Since your existing PyTorch is not compiled with MPI, it might be easier to use mpi4py instead to force the MPI_Init() call.. You would need to initialize your NCCL process group with

from mpi4py import MPI  # must be imported before torch.distributed
import torch.distributed as dist
dist.init_process_group(backend="nccl", rank=MPI.COMM_WORLD.Get_rank(), size=MPI.COMM_WORLD.Get_size())

and then run your script with

$ mpiexec -np <N> -x MASTER_ADDR=<1.2.3.4> -x MASTER_PORT=<1234> -x PATH python <file.py> <args>

instead of torchrun.

Let me know if that works for you.

Hi @denera , thanks for the quick reply!

I tried to recompile pytorch, but the side-effect of dependencies package recompile is too long for me, so I gave up this way. Then I turned to mpi4py solution you proposed, and here is the new issue I have:

What if I am using torchrun after with arguments like:
--node_rank=0 --nproc_per_node=<N> --nnodes=1 --rdzv_endpoint=10.xx.xx.xx:xxxx
after the mpiexec ? It appears to report error inside torchrun saying "The server socket has failed to bind to [::]:xxxx (errno: 98 - Address already in use)"

Sorry for asking so many questions and thanks again for you guys' help!

Hi @tylaar -- There is no way to use mpiexec and torchrun at the same time, and it's also not necessary anyway because torch.distributed supports launching with mpiexec.

For example, if your torchrun launch is like

$ torchrun --node_rank=0 --nproc_per_node=<N> --nnodes=1 --rdzv_endpoint=<1.2.3.4>:<1234> python <file.py> <args>

the equivalent mpiexec launch would be

$ mpiexec -np <N> -x MASTER_ADDR=<1.2.3.4> -x MASTER_PORT=<1234> -x PATH python <file.py> <args>`

The default behavior for both of these is to launch on a single node so --node_rank=0 and --nnodes=1 are not necessary.

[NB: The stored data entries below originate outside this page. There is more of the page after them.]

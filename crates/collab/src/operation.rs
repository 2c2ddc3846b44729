//! Operation model: Retain/Insert/Delete sequences and their algebra.
//!
//! A [`TextOperation`] always spans a whole document: the Retain and Delete
//! components together consume exactly `base_len` characters, and the result
//! has `target_len` characters. Lengths count Unicode scalar values.
//!
//! The builder keeps operations canonical: adjacent components of the same
//! kind are merged, zero-length components are dropped, and an insert is
//! always placed before an adjacent delete. Two operations with the same
//! effect therefore compare equal.

use crate::error::{CollabError, CollabResult};
use crate::ids::{ClientId, OperationId, UserId};
use chrono::{DateTime, Utc};
use serde::{Deserialize, Serialize};

/// A single primitive edit.
#[derive(Clone, Debug, PartialEq, Eq, Serialize, Deserialize)]
#[serde(rename_all = "lowercase")]
pub enum Component {
    /// Keep the next `n` characters.
    Retain(usize),
    /// Insert text at the current position.
    Insert(String),
    /// Remove the next `n` characters.
    Delete(usize),
}

/// An ordered sequence of components covering a full document.
#[derive(Clone, Debug, Default, PartialEq, Eq, Serialize, Deserialize)]
#[serde(try_from = "Vec<Component>", into = "Vec<Component>")]
pub struct TextOperation {
    components: Vec<Component>,
    base_len: usize,
    target_len: usize,
}

impl TextOperation {
    /// Create an empty operation (applies to the empty document).
    pub fn new() -> Self {
        Self::default()
    }

    /// The identity operation for a document of `len` characters.
    pub fn identity(len: usize) -> Self {
        let mut op = Self::new();
        op.retain(len);
        op
    }

    /// Components in order.
    pub fn components(&self) -> &[Component] {
        &self.components
    }

    /// Length of the document this operation applies to.
    pub fn base_len(&self) -> usize {
        self.base_len
    }

    /// Length of the document this operation produces.
    pub fn target_len(&self) -> usize {
        self.target_len
    }

    /// True if applying this operation never changes a document.
    pub fn is_noop(&self) -> bool {
        self.components
            .iter()
            .all(|c| matches!(c, Component::Retain(_)))
    }

    /// Skip over `n` characters.
    pub fn retain(&mut self, n: usize) -> &mut Self {
        if n == 0 {
            return self;
        }
        self.base_len += n;
        self.target_len += n;
        if let Some(Component::Retain(last)) = self.components.last_mut() {
            *last += n;
        } else {
            self.components.push(Component::Retain(n));
        }
        self
    }

    /// Insert `text` at the current position.
    pub fn insert(&mut self, text: &str) -> &mut Self {
        if text.is_empty() {
            return self;
        }
        self.target_len += char_len(text);
        let len = self.components.len();
        match self.components.last_mut() {
            Some(Component::Insert(last)) => last.push_str(text),
            Some(Component::Delete(_)) => {
                // Keep inserts ahead of deletes so equivalent ops are equal.
                if len >= 2 {
                    if let Component::Insert(prev) = &mut self.components[len - 2] {
                        prev.push_str(text);
                        return self;
                    }
                }
                self.components.insert(len - 1, Component::Insert(text.to_string()));
            }
            _ => self.components.push(Component::Insert(text.to_string())),
        }
        self
    }

    /// Remove the next `n` characters.
    pub fn delete(&mut self, n: usize) -> &mut Self {
        if n == 0 {
            return self;
        }
        self.base_len += n;
        if let Some(Component::Delete(last)) = self.components.last_mut() {
            *last += n;
        } else {
            self.components.push(Component::Delete(n));
        }
        self
    }

    /// Apply this operation to `document`, producing the new text.
    ///
    /// Fails without producing anything if the operation does not span the
    /// document exactly.
    pub fn apply(&self, document: &str) -> CollabResult<String> {
        let actual = char_len(document);
        if actual != self.base_len {
            return Err(CollabError::LengthMismatch {
                expected: self.base_len,
                actual,
            });
        }

        let mut out = String::with_capacity(document.len());
        let mut chars = document.chars();
        for component in &self.components {
            match component {
                Component::Retain(n) => out.extend(chars.by_ref().take(*n)),
                Component::Insert(text) => out.push_str(text),
                Component::Delete(n) => {
                    chars.by_ref().take(*n).for_each(drop);
                }
            }
        }
        Ok(out)
    }

    /// Build the operation that undoes `self`, given the document it was
    /// applied to.
    pub fn invert(&self, prior: &str) -> CollabResult<TextOperation> {
        let actual = char_len(prior);
        if actual != self.base_len {
            return Err(CollabError::LengthMismatch {
                expected: self.base_len,
                actual,
            });
        }

        let mut inverse = TextOperation::new();
        let mut chars = prior.chars();
        for component in &self.components {
            match component {
                Component::Retain(n) => {
                    inverse.retain(*n);
                    chars.by_ref().take(*n).for_each(drop);
                }
                Component::Insert(text) => {
                    inverse.delete(char_len(text));
                }
                Component::Delete(n) => {
                    let removed: String = chars.by_ref().take(*n).collect();
                    inverse.insert(&removed);
                }
            }
        }
        Ok(inverse)
    }

    /// Merge `self` followed by `next` into one operation.
    ///
    /// `apply(compose(a, b)) == apply(b, apply(a))`.
    pub fn compose(&self, next: &TextOperation) -> CollabResult<TextOperation> {
        if self.target_len != next.base_len {
            return Err(CollabError::LengthMismatch {
                expected: self.target_len,
                actual: next.base_len,
            });
        }

        let mut out = TextOperation::new();
        let mut iter_a = self.components.iter().cloned();
        let mut iter_b = next.components.iter().cloned();
        let mut a = iter_a.next();
        let mut b = iter_b.next();

        loop {
            match (a.take(), b.take()) {
                (None, None) => break,
                (Some(Component::Delete(n)), rest_b) => {
                    out.delete(n);
                    a = iter_a.next();
                    b = rest_b;
                }
                (rest_a, Some(Component::Insert(text))) => {
                    out.insert(&text);
                    a = rest_a;
                    b = iter_b.next();
                }
                (None, _) | (_, None) => {
                    return Err(CollabError::MalformedOperation(
                        "compose: operands cover different lengths".to_string(),
                    ));
                }
                (Some(Component::Retain(x)), Some(Component::Retain(y))) => {
                    let n = x.min(y);
                    out.retain(n);
                    a = remainder(Component::Retain(x - n), &mut iter_a);
                    b = remainder(Component::Retain(y - n), &mut iter_b);
                }
                (Some(Component::Retain(x)), Some(Component::Delete(y))) => {
                    let n = x.min(y);
                    out.delete(n);
                    a = remainder(Component::Retain(x - n), &mut iter_a);
                    b = remainder(Component::Delete(y - n), &mut iter_b);
                }
                (Some(Component::Insert(text)), Some(Component::Retain(y))) => {
                    let len = char_len(&text);
                    if len <= y {
                        out.insert(&text);
                        a = iter_a.next();
                        b = remainder(Component::Retain(y - len), &mut iter_b);
                    } else {
                        let (head, tail) = split_at_char(&text, y);
                        out.insert(head);
                        a = Some(Component::Insert(tail.to_string()));
                        b = iter_b.next();
                    }
                }
                (Some(Component::Insert(text)), Some(Component::Delete(y))) => {
                    // The second op deletes text the first one inserted.
                    let len = char_len(&text);
                    if len <= y {
                        a = iter_a.next();
                        b = remainder(Component::Delete(y - len), &mut iter_b);
                    } else {
                        let (_, tail) = split_at_char(&text, y);
                        a = Some(Component::Insert(tail.to_string()));
                        b = iter_b.next();
                    }
                }
            }
        }

        Ok(out)
    }

    /// Build an operation turning `old` into `new` by trimming the common
    /// prefix and suffix and replacing the middle.
    pub fn diff(old: &str, new: &str) -> TextOperation {
        let old_chars: Vec<char> = old.chars().collect();
        let new_chars: Vec<char> = new.chars().collect();

        let prefix = old_chars
            .iter()
            .zip(new_chars.iter())
            .take_while(|(a, b)| a == b)
            .count();
        let max_suffix = old_chars.len().min(new_chars.len()) - prefix;
        let suffix = old_chars
            .iter()
            .rev()
            .zip(new_chars.iter().rev())
            .take(max_suffix)
            .take_while(|(a, b)| a == b)
            .count();

        let inserted: String = new_chars[prefix..new_chars.len() - suffix].iter().collect();
        let mut op = TextOperation::new();
        op.retain(prefix)
            .insert(&inserted)
            .delete(old_chars.len() - prefix - suffix)
            .retain(suffix);
        op
    }
}

impl TryFrom<Vec<Component>> for TextOperation {
    type Error = CollabError;

    fn try_from(components: Vec<Component>) -> Result<Self, Self::Error> {
        let mut op = TextOperation::new();
        for component in components {
            match component {
                Component::Retain(0) | Component::Delete(0) => {
                    return Err(CollabError::MalformedOperation(
                        "zero-length component".to_string(),
                    ));
                }
                Component::Insert(text) if text.is_empty() => {
                    return Err(CollabError::MalformedOperation(
                        "empty insert component".to_string(),
                    ));
                }
                Component::Retain(n) => {
                    op.retain(n);
                }
                Component::Insert(text) => {
                    op.insert(&text);
                }
                Component::Delete(n) => {
                    op.delete(n);
                }
            }
        }
        Ok(op)
    }
}

impl From<TextOperation> for Vec<Component> {
    fn from(op: TextOperation) -> Self {
        op.components
    }
}

/// Apply `op` to `document`. See [`TextOperation::apply`].
pub fn apply(document: &str, op: &TextOperation) -> CollabResult<String> {
    op.apply(document)
}

/// Compose two sequential operations. See [`TextOperation::compose`].
pub fn compose(first: &TextOperation, second: &TextOperation) -> CollabResult<TextOperation> {
    first.compose(second)
}

/// Invert `op` against the document it applied to. See [`TextOperation::invert`].
pub fn invert(op: &TextOperation, prior: &str) -> CollabResult<TextOperation> {
    op.invert(prior)
}

/// Number of characters (Unicode scalar values) in `text`.
pub fn char_len(text: &str) -> usize {
    text.chars().count()
}

/// Split `text` after `n` characters.
pub(crate) fn split_at_char(text: &str, n: usize) -> (&str, &str) {
    match text.char_indices().nth(n) {
        Some((idx, _)) => text.split_at(idx),
        None => (text, ""),
    }
}

/// Keep a partially consumed component, or move on when it is used up.
pub(crate) fn remainder(
    rest: Component,
    iter: &mut impl Iterator<Item = Component>,
) -> Option<Component> {
    match rest {
        Component::Retain(0) | Component::Delete(0) => iter.next(),
        Component::Insert(ref text) if text.is_empty() => iter.next(),
        other => Some(other),
    }
}

/// A text operation together with its identity and causal metadata.
#[derive(Clone, Debug, PartialEq, Eq, Serialize, Deserialize)]
#[serde(rename_all = "camelCase")]
pub struct Operation {
    /// Client-generated unique id, used for acknowledgement and deduplication.
    pub id: OperationId,
    /// Originating client.
    pub client_id: ClientId,
    /// Originating user.
    pub user_id: UserId,
    /// Server version the operation was computed against.
    pub base_version: u64,
    /// The edit itself.
    pub ops: TextOperation,
    /// Wall-clock creation time. Advisory only; never used for ordering.
    #[serde(default = "Utc::now")]
    pub timestamp: DateTime<Utc>,
}

impl Operation {
    /// Create a new operation with a fresh id.
    pub fn new(
        client_id: ClientId,
        user_id: UserId,
        base_version: u64,
        ops: TextOperation,
    ) -> Self {
        Self {
            id: OperationId::generate(),
            client_id,
            user_id,
            base_version,
            ops,
            timestamp: Utc::now(),
        }
    }

    /// Same identity, different content (used after rebasing).
    pub fn with_ops(&self, ops: TextOperation) -> Self {
        Self {
            ops,
            ..self.clone()
        }
    }
}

This is the same mpiexec command I shared with you in my previous comment, and I've verified that it works on our compute cluster with rdzv_endpoint address set as MASTER_ADDR and rdzv_endpoint port set as MASTER_PORT.

I was also able to successfully launch multi-node torch.distributed jobs with mpiexec instead of torchrun too. All it took was replacing -np <N> with -hostfile myhosts.txt where myhosts.txt contains a list of network addresses for each node and the # of processes I want to launch on each one. I would recommend consulting MPI documentation for more details. The host file offers a lot of flexibility and customization like controlling what ranges of global ranks map onto which nodes, whether the ranks should be bound to physical cores or oversubscribed, etc.

The only core requirement for torch.distributed is to specify -x MASTER_ADDR=<1.2.3.4> -x MASTER_PORT=<1234> as the address and port for your primary node (usually root node 0) that has passwordless access to every other node. torch.distributed.init_process_group(...) depends on these environment variables to correctly rendezvous across all the processes that call into the initialization, regardless of how those processes have originally been launched.

hey @denera , sorry for the late reply. So i've tried several way to bypass the mpi stuff these days and haven't figured out a good way due to my underlying infra level incompatibility issue (yeah, like pytorch stuff I've encountered before ...). I guess probably I will just wait for your PR get merged and stick to latest version of TE then. I will close this first then. Thanks again for your effort!